If an attribution model was noisy but unbiased (noise referring to variation around a bullseye, bias referring to missing the bullseye), then on average, it would still be a helpful decision-making tool. But too many attribution models are both biassed and noise, for many reasons:

  1. The ‘brand building’ challenge. Attribution models can devalue longer-term marketing channels. ‘Brand building’ typically drives small changes in behaviour across a mass audience. In a market where you are competing for a share of voice, your ‘brand building’ activity may be protecting sales, rather than driving additional sales. These nuances are hard to pick up in a model, particularly in low-frequency industries. We often heavily rely on econometric models, without giving sufficient thought to what we are trying to measure and why.
  2. The ‘interaction term’ challenge.
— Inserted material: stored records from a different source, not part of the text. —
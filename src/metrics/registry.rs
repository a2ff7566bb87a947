//! Metric registry.
//!
//! Owns every counter and histogram by name and renders them in the text
//! exposition format. The registry is an explicit value handed to whatever
//! needs it; there is no process-global instance.

use crate::metrics::text;
use crate::metrics::{Counter, DEFAULT_BUCKETS, Histogram, MetricsError, validate_buckets};
use dashmap::DashMap;
use dashmap::mapref::entry::Entry;
use std::fmt;
use std::sync::Arc;
use std::sync::atomic::{AtomicU64, Ordering};
use tracing::debug;

/// The kind of a registered metric.
#[derive(Debug, Clone, Copy, PartialEq, Eq, Hash)]
pub enum MetricKind {
    Counter,
    Histogram,
}

impl MetricKind {
    /// Name used on the `# TYPE` line.
    pub fn as_str(&self) -> &'static str {
        match self {
            MetricKind::Counter => "counter",
            MetricKind::Histogram => "histogram",
        }
    }
}

impl fmt::Display for MetricKind {
    fn fmt(&self, f: &mut fmt::Formatter<'_>) -> fmt::Result {
        f.write_str(self.as_str())
    }
}

/// A handle to a registered metric.
#[derive(Debug, Clone)]
pub enum Metric {
    Counter(Arc<Counter>),
    Histogram(Arc<Histogram>),
}

impl Metric {
    /// Kind of this metric.
    pub fn kind(&self) -> MetricKind {
        match self {
            Metric::Counter(_) => MetricKind::Counter,
            Metric::Histogram(_) => MetricKind::Histogram,
        }
    }

    /// Metric name.
    pub fn name(&self) -> &str {
        match self {
            Metric::Counter(c) => c.name(),
            Metric::Histogram(h) => h.name(),
        }
    }

    /// Help text.
    pub fn help(&self) -> &str {
        match self {
            Metric::Counter(c) => c.help(),
            Metric::Histogram(h) => h.help(),
        }
    }
}

/// Check that `name` matches `[a-zA-Z_:][a-zA-Z0-9_:]*`.
pub fn is_valid_metric_name(name: &str) -> bool {
    let mut chars = name.chars();
    match chars.next() {
        Some(c) if c.is_ascii_alphabetic() || c == '_' || c == ':' => {}
        _ => return false,
    }
    chars.all(|c| c.is_ascii_alphanumeric() || c == '_' || c == ':')
}

/// A registered metric plus its registration sequence number.
#[derive(Debug)]
struct Registration {
    seq: u64,
    metric: Metric,
}

/// Process-wide store of named metrics.
///
/// Cloning is cheap and every clone shares the same metrics.
#[derive(Clone, Default)]
pub struct MetricRegistry {
    inner: Arc<RegistryInner>,
}

#[derive(Default)]
struct RegistryInner {
    /// Metrics by name.
    metrics: DashMap<String, Registration>,
    /// Next registration sequence number, used for render order.
    next_seq: AtomicU64,
}

impl MetricRegistry {
    /// Create an empty registry.
    pub fn new() -> Self {
        Self::default()
    }

    /// Find or create a counter.
    ///
    /// Returns the existing counter when `name` is already a counter with the
    /// same help text. Concurrent first-time callers all receive the same
    /// instance.
    pub fn counter(&self, name: &str, help: &str) -> Result<Arc<Counter>, MetricsError> {
        check_name(name)?;

        match self.inner.metrics.entry(name.to_string()) {
            Entry::Occupied(entry) => match &entry.get().metric {
                Metric::Counter(counter) => {
                    check_help(name, counter.help(), help)?;
                    Ok(Arc::clone(counter))
                }
                other => Err(duplicate(name, other.kind(), MetricKind::Counter)),
            },
            Entry::Vacant(entry) => {
                let counter = Arc::new(Counter::new(name, help));
                let seq = self.inner.next_seq.fetch_add(1, Ordering::Relaxed);
                entry.insert(Registration {
                    seq,
                    metric: Metric::Counter(Arc::clone(&counter)),
                });
                debug!(name = %name, kind = "counter", "registered metric");
                Ok(counter)
            }
        }
    }

    /// Find or create a histogram with [`DEFAULT_BUCKETS`].
    pub fn histogram(&self, name: &str, help: &str) -> Result<Arc<Histogram>, MetricsError> {
        self.histogram_with_buckets(name, help, &DEFAULT_BUCKETS)
    }

    /// Find or create a histogram with explicit bucket bounds.
    ///
    /// Re-registering an existing histogram requires the same help text and
    /// the same bounds.
    pub fn histogram_with_buckets(
        &self,
        name: &str,
        help: &str,
        buckets: &[f64],
    ) -> Result<Arc<Histogram>, MetricsError> {
        check_name(name)?;
        let bounds = validate_buckets(name, buckets)?;

        match self.inner.metrics.entry(name.to_string()) {
            Entry::Occupied(entry) => match &entry.get().metric {
                Metric::Histogram(histogram) => {
                    check_help(name, histogram.help(), help)?;
                    if histogram.bounds() != bounds.as_slice() {
                        return Err(MetricsError::ConflictingBuckets {
                            name: name.to_string(),
                        });
                    }
                    Ok(Arc::clone(histogram))
                }
                other => Err(duplicate(name, other.kind(), MetricKind::Histogram)),
            },
            Entry::Vacant(entry) => {
                let histogram = Arc::new(Histogram::new(name, help, &bounds)?);
                let seq = self.inner.next_seq.fetch_add(1, Ordering::Relaxed);
                entry.insert(Registration {
                    seq,
                    metric: Metric::Histogram(Arc::clone(&histogram)),
                });
                debug!(
                    name = %name,
                    kind = "histogram",
                    buckets = bounds.len(),
                    "registered metric"
                );
                Ok(histogram)
            }
        }
    }

    /// Look up a metric by name.
    pub fn get(&self, name: &str) -> Option<Metric> {
        self.inner.metrics.get(name).map(|r| r.metric.clone())
    }

    /// Number of registered metrics.
    pub fn len(&self) -> usize {
        self.inner.metrics.len()
    }

    /// Whether no metric has been registered yet.
    pub fn is_empty(&self) -> bool {
        self.inner.metrics.is_empty()
    }

    /// All metrics in registration order.
    ///
    /// Only the handles are copied while the table is read, so this holds the
    /// table's shard locks for as long as it takes to clone a few `Arc`s.
    pub fn metrics(&self) -> Vec<Metric> {
        let mut entries: Vec<(u64, Metric)> = self
            .inner
            .metrics
            .iter()
            .map(|r| (r.seq, r.metric.clone()))
            .collect();
        entries.sort_unstable_by_key(|(seq, _)| *seq);
        entries.into_iter().map(|(_, metric)| metric).collect()
    }

    /// Render every metric in the text exposition format.
    pub fn render(&self) -> String {
        let mut buffer = String::new();
        // Writing into a String cannot fail.
        let _ = text::encode(&mut buffer, &self.metrics());
        buffer
    }
}

fn check_name(name: &str) -> Result<(), MetricsError> {
    if is_valid_metric_name(name) {
        Ok(())
    } else {
        Err(MetricsError::InvalidName(name.to_string()))
    }
}

fn check_help(name: &str, existing: &str, requested: &str) -> Result<(), MetricsError> {
    if existing == requested {
        Ok(())
    } else {
        Err(MetricsError::ConflictingHelp {
            name: name.to_string(),
            existing: existing.to_string(),
            requested: requested.to_string(),
        })
    }
}

fn duplicate(name: &str, existing: MetricKind, requested: MetricKind) -> MetricsError {
    MetricsError::DuplicateMetric {
        name: name.to_string(),
        existing,
        requested,
    }
}
//! Request IDs for correlating log lines with responses.

use hyper::HeaderMap;
use uuid::Uuid;

/// Header carrying the request ID in both directions.
pub const REQUEST_ID_HEADER: &str = "x-request-id";

/// Longest incoming request ID that is accepted as-is.
const MAX_INCOMING_LEN: usize = 128;

/// Request ID wrapper that can be included in tracing spans.
#[derive(Clone, Debug, PartialEq, Eq)]
pub struct RequestId(String);

impl RequestId {
    /// Create a new random request ID.
    pub fn new() -> Self {
        Self(Uuid::new_v4().to_string())
    }

    /// Reuse the caller's `x-request-id` if it is present and sane, otherwise
    /// generate a fresh one.
    pub fn from_headers(headers: &HeaderMap) -> Self {
        headers
            .get(REQUEST_ID_HEADER)
            .and_then(|v| v.to_str().ok())
            .map(str::trim)
            .filter(|s| !s.is_empty() && s.len() <= MAX_INCOMING_LEN)
            .map(|s| Self(s.to_string()))
            .unwrap_or_default()
    }

    /// Get the request ID as a string slice.
    pub fn as_str(&self) -> &str {
        &self.0
    }
}

impl Default for RequestId {
    fn default() -> Self {
        Self::new()
    }
}

impl std::fmt::Display for RequestId {
    fn fmt(&self, f: &mut std::fmt::Formatter<'_>) -> std::fmt::Result {
        write!(f, "{}", self.0)
    }
}

impl AsRef<str> for RequestId {
    fn as_ref(&self) -> &str {
        &self.0
    }
}
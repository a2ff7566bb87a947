//! eventmeter - a minimal HTTP event API with built-in metrics
//!
//! Usage:
//!     eventmeter [--config <path>]
//!
//! See --help for more options.

use anyhow::{Context, Result};
use clap::Parser;
use std::net::SocketAddr;
use std::path::PathBuf;
use tracing::{error, info};

use eventmeter::config::{Config, load_config, validate_config};
use eventmeter::server::ApiServer;
use eventmeter::state::AppState;
use eventmeter::util::{ShutdownSignal, init_logging};

/// A minimal HTTP event API with request counters and latency histograms.
#[derive(Parser, Debug)]
#[command(name = "eventmeter")]
#[command(author, version, about, long_about = None)]
struct Cli {
    /// Path to the configuration file (defaults are used when omitted)
    #[arg(short, long, value_name = "FILE")]
    config: Option<PathBuf>,

    /// Override the listen address
    #[arg(long, value_name = "ADDR")]
    listen: Option<SocketAddr>,

    /// Override log level (trace, debug, info, warn, error)
    #[arg(short, long, value_name = "LEVEL")]
    log_level: Option<String>,

    /// Validate configuration and exit
    #[arg(long)]
    validate: bool,
}

fn main() -> Result<()> {
    // Parse command line arguments
    let cli = Cli::parse();

    // Load configuration
    let mut config = match &cli.config {
        Some(path) => load_config(path).with_context(|| {
            format!("failed to load configuration from '{}'", path.display())
        })?,
        None => Config::default(),
    };

    // CLI overrides config
    if let Some(listen) = cli.listen {
        config.server.listen = listen;
    }
    if let Some(level) = cli.log_level {
        config.global.log_level = level;
    }
    validate_config(&config)
        .map_err(anyhow::Error::msg)
        .context("invalid configuration")?;

    // Initialize logging
    init_logging(&config.global.log_level, &config.global.log_format);

    // If --validate flag, just validate and exit
    if cli.validate {
        info!("Configuration is valid");
        println!("Configuration is valid.");
        println!("  Listen: {}", config.server.listen);
        println!("  Event delay: {}", humantime::format_duration(config.server.event_delay));
        if config.metrics.enabled {
            println!("  Metrics: {}", config.metrics.path);
        } else {
            println!("  Metrics: disabled");
        }
        return Ok(());
    }

    info!(
        config_path = ?cli.config,
        listen = %config.server.listen,
        "eventmeter starting"
    );

    run(config)
}

/// Run the server with the given configuration.
fn run(config: Config) -> Result<()> {
    let runtime = tokio::runtime::Builder::new_multi_thread()
        .enable_all()
        .build()
        .context("failed to create tokio runtime")?;

    runtime.block_on(async { run_async(config).await })
}

/// Async entry point.
async fn run_async(config: Config) -> Result<()> {
    let shutdown = ShutdownSignal::new();
    let listen = config.server.listen;

    let state = AppState::new(config).context("failed to register request metrics")?;

    let server = ApiServer::bind(state)
        .await
        .with_context(|| format!("failed to bind api server on {}", listen))?;

    let handle = tokio::spawn(server.run(shutdown.subscribe()));

    info!("eventmeter is running");
    info!("press Ctrl+C to stop");

    // Wait for shutdown signal
    match tokio::signal::ctrl_c().await {
        Ok(()) => {
            info!("received shutdown signal");
        }
        Err(e) => {
            error!(error = %e, "failed to listen for shutdown signal");
        }
    }

    shutdown.shutdown();
    let _ = handle.await;

    info!("eventmeter shut down complete");
    Ok(())
}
The combined impact of two factors; let’s say discounting + PPC spend, is almost impossible to measure. Firstly, relationships like these are almost always non-linear which presents its challenges. But technology like smart bidding means that many factors change all at the same time. For example, a 20% discount with heavy PPC spend may not have been effective, but a 30% discount with heavy PPC spend might have pushed people over a threshold. The point is, relationships between channels, customer targeting, creative and content, and products and pricing are more complicated than ever, so are harder to measure.
  3. The ‘offline-online’ challenge. If you operate both online and offline, two opposing forces impact attribution. Firstly, people purchase in-store but if no shop existed, they would have purchased online. This means you’re likely to undervalue the impact of digital activity, as people complete in-store. Conversely, a halo effect is caused by the shop acting as an out-of-home placement. This means you are likely to falsely attribute performance to digital activity rather than a shop. It is almost impossible to measure these two effects on attribution.
  4. The ‘temporal’ challenge. If I hadn’t prompted a purchase today, would they have just purchased tomorrow? This is particularly true when trying to attribute discounting, and also any call-to-action. Bringing forward a purchase at a discounted rate represents a net loss to the business, but a net gain when reporting on that campaign alone.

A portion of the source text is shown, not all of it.